Widgeon grass is considered a “pioneer” species that can quickly colonize an area when conditions are right, but is less able to withstand setbacks caused by poor water quality. Most of the gains in underwater grasses since the mid-1990s have been the result of widgeon grass regrowth.
“We’ve seen it before,” Orth said. “the plant grows like a weed, and it probably will rebound quite quickly in some of these areas, as long as we don’t have a bad year.”
He and others said the dramatic fluctuations in widgeon grass point to the need to restore not only the grass beds, but also the historic diversity of species once found within many of those beds.
“You like more species because they can respond very differently to water temperature and light, so if one goes down, the other might go up,” Orth said. “I think there is a need to look carefully at the diversity issue.”
Peter Bergstrom, a fishery biologist with the National Oceanic and Atmospheric Administration’s Chesapeake Bay Office, said he reviewed historic ground survey records of SAV species found in grass beds in Maryland from 1971–1990. In areas which are now dominated by widgeon grass, he said, the records show at least one other species was present in previous decades—and sometimes two or three other species were found.
“When widgeon grass started to come back in the late 1980s and early 1990s,” he said, “usually, those other species didn’t come back with it.”
If so, a key challenge is maintaining good conditions for enough years so that species which colonize more slowly can eventually merge into widgeon grass beds. “I think the message is that we need to improve the water quality so that something besides widgeon grass can grow,” Bergstrom said.

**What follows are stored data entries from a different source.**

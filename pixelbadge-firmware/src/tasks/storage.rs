//! Storage task
//!
//! Owns the flash and writes the selected character whenever the
//! controller saves one. Flash writes take milliseconds, so they stay out
//! of the main loop.

use defmt::*;
use pixelbadge_hal_rp2040::flash::Rp2040FlashStorage;

use crate::channels::SELECTION_SAVE;
use crate::config::save_selection;

#[embassy_executor::task]
pub async fn storage_task(mut storage: Rp2040FlashStorage<'static>) {
    info!("Storage task started");

    loop {
        let id = SELECTION_SAVE.wait().await;

        match save_selection(&mut storage, &id).await {
            Ok(()) => info!("Saved character {}", id.as_str()),
            Err(e) => warn!("Failed to save character {}: {:?}", id.as_str(), e),
        }
    }
}
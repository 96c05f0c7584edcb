//! Configuration type definitions
//!
//! Defaults reproduce the stock badge behaviour. A configuration may be
//! stored in flash as postcard-serialized binary data to override them.

use heapless::String;

use crate::color::Brightness;
use crate::schedule::{BonusWindow, MaintenanceWindow};

#[cfg(feature = "serde")]
use serde::{Deserialize, Serialize};

/// Maximum update URL length
pub const MAX_URL_LEN: usize = 128;

/// Maximum version string length
pub const MAX_VERSION_LEN: usize = 16;

/// Release metadata location
pub const DEFAULT_UPDATE_URL: &str =
    "http://raw.githubusercontent.com/underverket/dnd/main/firmware.json";

/// Version of this firmware
pub const FIRMWARE_VERSION: &str = "1.0.10";

fn bounded<const N: usize>(s: &str) -> String<N> {
    let mut out = String::new();
    for c in s.chars() {
        if out.push(c).is_err() {
            break;
        }
    }
    out
}

/// Invalid configuration values
#[derive(Debug, Clone, Copy, PartialEq, Eq)]
#[cfg_attr(feature = "defmt", derive(defmt::Format))]
pub enum ConfigError {
    /// A duration that must be non-zero is zero
    ZeroDuration,
    /// Pomodoro step is zero or larger than the maximum
    InvalidPomodoroRange,
    /// Hour, minute or weekday out of range
    InvalidTime,
    /// Empty update URL or version
    MissingUpdateSource,
}

/// Button and transition timings, all in milliseconds
#[derive(Debug, Clone, Copy, PartialEq, Eq)]
#[cfg_attr(feature = "defmt", derive(defmt::Format))]
#[cfg_attr(feature = "serde", derive(Serialize, Deserialize))]
pub struct TimingConfig {
    /// Hold time that turns a press into a long press
    pub long_press_ms: u32,
    /// Boot hold that enters the update flow
    pub boot_update_hold_ms: u32,
    /// Character slide-in on entering the default mode
    pub default_intro_ms: u32,
    /// Pomodoro intro colour before setup
    pub pomodoro_intro_ms: u32,
    /// Idle time in setup before the timer starts
    pub pomodoro_setup_timeout_ms: u32,
    /// Spinner advance interval
    pub spinner_step_ms: u32,
}

impl Default for TimingConfig {
    fn default() -> Self {
        Self {
            long_press_ms: 700,
            boot_update_hold_ms: 4000,
            default_intro_ms: 600,
            pomodoro_intro_ms: 1000,
            pomodoro_setup_timeout_ms: 5000,
            spinner_step_ms: 100,
        }
    }
}

/// Pomodoro duration choices
#[derive(Debug, Clone, Copy, PartialEq, Eq)]
#[cfg_attr(feature = "defmt", derive(defmt::Format))]
#[cfg_attr(feature = "serde", derive(Serialize, Deserialize))]
pub struct PomodoroConfig {
    /// Duration added per short press, also the starting duration
    pub step_minutes: u16,
    /// Longest duration before wrapping back to one step
    pub max_minutes: u16,
}

impl Default for PomodoroConfig {
    fn default() -> Self {
        Self {
            step_minutes: 15,
            max_minutes: 300,
        }
    }
}

/// Wall-clock driven checks
#[derive(Debug, Clone, Copy, PartialEq, Eq)]
#[cfg_attr(feature = "defmt", derive(defmt::Format))]
#[cfg_attr(feature = "serde", derive(Serialize, Deserialize))]
pub struct ScheduleConfig {
    /// How often the maintenance window is checked
    pub maintenance_check_ms: u32,
    pub maintenance: MaintenanceWindow,
    /// How often the bonus window is checked
    pub bonus_check_ms: u32,
    pub bonus: BonusWindow,
}

impl Default for ScheduleConfig {
    fn default() -> Self {
        Self {
            maintenance_check_ms: 60_000,
            maintenance: MaintenanceWindow::default(),
            bonus_check_ms: 10_000,
            bonus: BonusWindow::default(),
        }
    }
}

/// Self-update settings
#[derive(Debug, Clone, PartialEq, Eq)]
#[cfg_attr(feature = "defmt", derive(defmt::Format))]
#[cfg_attr(feature = "serde", derive(Serialize, Deserialize))]
pub struct UpdateConfig {
    /// Where release metadata is fetched from
    pub url: String<MAX_URL_LEN>,
    /// Version of the running firmware
    pub current_version: String<MAX_VERSION_LEN>,
    /// Install the fetched release even when it is not newer
    pub force_update: bool,
    /// Network connection timeout
    pub connect_timeout_ms: u32,
    /// Minimum time the checking spinner is shown
    pub check_hold_ms: u32,
    /// Time the installing spinner is shown before reset
    pub install_hold_ms: u32,
}

impl Default for UpdateConfig {
    fn default() -> Self {
        Self {
            url: bounded(DEFAULT_UPDATE_URL),
            current_version: bounded(FIRMWARE_VERSION),
            force_update: true,
            connect_timeout_ms: 10_000,
            check_hold_ms: 2000,
            install_hold_ms: 2000,
        }
    }
}

/// Complete badge configuration
#[derive(Debug, Clone, PartialEq)]
#[cfg_attr(feature = "defmt", derive(defmt::Format))]
#[cfg_attr(feature = "serde", derive(Serialize, Deserialize))]
pub struct BadgeConfig {
    /// Global LED brightness, 0.0 to 1.0
    pub brightness: f32,
    pub timing: TimingConfig,
    pub pomodoro: PomodoroConfig,
    pub schedule: ScheduleConfig,
    pub update: UpdateConfig,
}

impl Default for BadgeConfig {
    fn default() -> Self {
        Self {
            brightness: 0.2,
            timing: TimingConfig::default(),
            pomodoro: PomodoroConfig::default(),
            schedule: ScheduleConfig::default(),
            update: UpdateConfig::default(),
        }
    }
}

impl BadgeConfig {
    /// Brightness clamped into range
    pub fn brightness(&self) -> Brightness {
        Brightness::new(self.brightness)
    }

    /// Check values that would stall or break the state machine
    pub fn validate(&self) -> Result<(), ConfigError> {
        let t = &self.timing;
        if t.long_press_ms == 0 || t.default_intro_ms == 0 || t.spinner_step_ms == 0 {
            return Err(ConfigError::ZeroDuration);
        }
        let s = &self.schedule;
        if s.maintenance_check_ms == 0 || s.bonus_check_ms == 0 {
            return Err(ConfigError::ZeroDuration);
        }

        let p = &self.pomodoro;
        if p.step_minutes == 0 || p.step_minutes > p.max_minutes {
            return Err(ConfigError::InvalidPomodoroRange);
        }

        if !s.maintenance.is_valid() || !s.bonus.is_valid() {
            return Err(ConfigError::InvalidTime);
        }

        if self.update.url.is_empty() || self.update.current_version.is_empty() {
            return Err(ConfigError::MissingUpdateSource);
        }
        Ok(())
    }
}
//! Compact 8x8 bitmap layers
//!
//! A layer is written as 16 hex characters, two per row, row 0 first. The
//! most significant bit of each row byte is column 0 (leftmost).

use super::AssetError;
use crate::frame::MATRIX_SIZE;

/// Number of hex characters in an encoded layer
pub const LAYER_HEX_LEN: usize = 16;

/// One 8x8 on/off layer, row 0 in the most significant byte
#[derive(Debug, Clone, Copy, PartialEq, Eq, Default, Hash)]
#[cfg_attr(feature = "defmt", derive(defmt::Format))]
pub struct PixelLayer(u64);

impl PixelLayer {
    pub const EMPTY: PixelLayer = PixelLayer(0);

    pub const fn bits(self) -> u64 {
        self.0
    }

    /// Decode a 16 character hex string (either case)
    pub fn from_hex(hex: &str) -> Result<Self, AssetError> {
        let bytes = hex.as_bytes();
        if bytes.len() != LAYER_HEX_LEN {
            return Err(AssetError::InvalidLength);
        }

        let mut bits = 0u64;
        for pair in bytes.chunks_exact(2) {
            let hi = hex_value(pair[0])?;
            let lo = hex_value(pair[1])?;
            bits = (bits << 8) | ((hi << 4) | lo) as u64;
        }
        Ok(Self(bits))
    }

    fn mask(row: u8, col: u8) -> u64 {
        let bit = (MATRIX_SIZE as u8 - 1 - row) as u32 * 8 + (7 - col) as u32;
        1u64 << bit
    }

    /// Check a single cell; out of range cells are never set
    pub fn is_set(self, row: u8, col: u8) -> bool {
        if row as usize >= MATRIX_SIZE || col as usize >= MATRIX_SIZE {
            return false;
        }
        self.0 & Self::mask(row, col) != 0
    }

    /// Copy of this layer with one more cell lit; out of range is a no-op
    pub fn with_pixel(self, row: u8, col: u8) -> Self {
        if row as usize >= MATRIX_SIZE || col as usize >= MATRIX_SIZE {
            return self;
        }
        Self(self.0 | Self::mask(row, col))
    }

    pub fn is_empty(self) -> bool {
        self.0 == 0
    }

    pub fn count(self) -> u32 {
        self.0.count_ones()
    }

    /// Lit cells as `(row, col)`, row-major, row 0 and column 0 first
    pub fn pixels(self) -> Pixels {
        Pixels {
            bits: self.0,
            index: 0,
        }
    }
}

/// Iterator over the lit cells of a [`PixelLayer`]
#[derive(Debug, Clone)]
pub struct Pixels {
    bits: u64,
    index: u8,
}

impl Iterator for Pixels {
    type Item = (u8, u8);

    fn next(&mut self) -> Option<Self::Item> {
        while self.index < 64 {
            let i = self.index;
            self.index += 1;
            if self.bits & (1u64 << (63 - i)) != 0 {
                return Some((i / 8, i % 8));
            }
        }
        None
    }
}

fn hex_value(c: u8) -> Result<u8, AssetError> {
    match c {
        b'0'..=b'9' => Ok(c - b'0'),
        b'a'..=b'f' => Ok(c - b'a' + 10),
        b'A'..=b'F' => Ok(c - b'A' + 10),
        _ => Err(AssetError::InvalidHexDigit),
    }
}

But more bad news from 2003 may emerge when this year’s aerial survey is completed. Last year’s data do not reflect any impact form Hurricane Isabel which hit in late September. Most of the aerial survey had been completed before the hurricane hit.
Initially, scientists thought the late-season hurricane was likely to cause only a little damage to SAV beds, as it hit after the growing season. But Orth said on-the-ground surveys early this year showed “significant” losses in some areas, such as the mouth of the York River, although other areas appear to have been spared.
“It’s a mixed message, but there is definitely a significant loss at the mouth of this river,” he said.
Scientists believe 200,000 acres or more of grass beds once covered the Bay, providing huge amounts of habitat for an array of species. But Bay Program efforts to track down historic aerial photographs of the Chesapeake show a steady decline in acreage over the decades as increased amounts of pollution washed into the estuary.
Hurricane Agnes in 1972 was the biggest shock to the grass beds, causing sharp Baywide declines. Grasses bottomed out at an estimated 38,000 acres in 1984, and slowly increased until the 1990s, when acreages leveled off in the 60,000– to 70,000-acre range. Four years of drought conditions starting in 1999 dramatically reduced nutrient and sediment pollution to the Bay, causing grasses to surge to 89,659 acres in 2002—the most observed in recent history.
The Bay Program’s annual Baywide grass estimate, undertaken by the Virginia Institute of Marine Science, is derived from an analysis of more than 2,000 black-and-white aerial photographs taken between May and October.